Directions — Identify the line that contains "filename crates/admin/src/models/user.rs" in the material. Output it and every line after it, unchanged, through the end.

Records provided —
━━━━━━━━━━━━━━━━

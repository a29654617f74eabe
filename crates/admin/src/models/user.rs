//! Customer account domain types.

use chrono::{DateTime, Utc};
use serde::Serialize;

use boutique_core::{Email, Phone, UserId};

/// A customer account.
///
/// `password_hash` is never serialized; list and detail responses match the
/// dashboard contract which excludes the password outright.
#[derive(Debug, Clone, Serialize, sqlx::FromRow)]
#[serde(rename_all = "camelCase")]
pub struct User {
    /// Unique user ID.
    pub id: UserId,
    /// First name.
    pub firstname: String,
    /// Last name.
    pub lastname: String,
    /// Email address (unique).
    pub email: Email,
    /// Phone number.
    pub phone: Phone,
    /// Street address.
    pub address: String,
    /// City.
    pub city: String,
    /// Postal code.
    pub zip: Option<String>,
    /// Country.
    pub country: Option<String>,
    /// Bcrypt hash of the password. Never exposed.
    #[serde(skip_serializing)]
    pub password_hash: String,
    /// When the account was created.
    pub created_at: DateTime<Utc>,
    /// When the account was last updated.
    pub updated_at: DateTime<Utc>,
}

/// Field set for creating a user after a verified registration.
#[derive(Debug, Clone)]
pub struct NewUser {
    /// First name.
    pub firstname: String,
    /// Last name.
    pub lastname: String,
    /// Email address.
    pub email: Email,
    /// Phone number.
    pub phone: Phone,
    /// Street address.
    pub address: String,
    /// City.
    pub city: String,
    /// Postal code.
    pub zip: Option<String>,
    /// Country.
    pub country: Option<String>,
    /// Bcrypt hash of the password (hashed before this struct is built).
    pub password_hash: String,
}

━━━━━━━━━━━━━━━━

Task answer —
filename crates/admin/src/models/user.rs
//! Customer account domain types.

use chrono::{DateTime, Utc};
use serde::Serialize;

use boutique_core::{Email, Phone, UserId};

/// A customer account.
///
/// `password_hash` is never serialized; list and detail responses match the
/// dashboard contract which excludes the password outright.
#[derive(Debug, Clone, Serialize, sqlx::FromRow)]
#[serde(rename_all = "camelCase")]
pub struct User {
    /// Unique user ID.
    pub id: UserId,
    /// First name.
    pub firstname: String,
    /// Last name.
    pub lastname: String,
    /// Email address (unique).
    pub email: Email,
    /// Phone number.
    pub phone: Phone,
    /// Street address.
    pub address: String,
    /// City.
    pub city: String,
    /// Postal code.
    pub zip: Option<String>,
    /// Country.
    pub country: Option<String>,
    /// Bcrypt hash of the password. Never exposed.
    #[serde(skip_serializing)]
    pub password_hash: String,
    /// When the account was created.
    pub created_at: DateTime<Utc>,
    /// When the account was last updated.
    pub updated_at: DateTime<Utc>,
}

/// Field set for creating a user after a verified registration.
#[derive(Debug, Clone)]
pub struct NewUser {
    /// First name.
    pub firstname: String,
    /// Last name.
    pub lastname: String,
    /// Email address.
    pub email: Email,
    /// Phone number.
    pub phone: Phone,
    /// Street address.
    pub address: String,
    /// City.
    pub city: String,
    /// Postal code.
    pub zip: Option<String>,
    /// Country.
    pub country: Option<String>,
    /// Bcrypt hash of the password (hashed before this struct is built).
    pub password_hash: String,
}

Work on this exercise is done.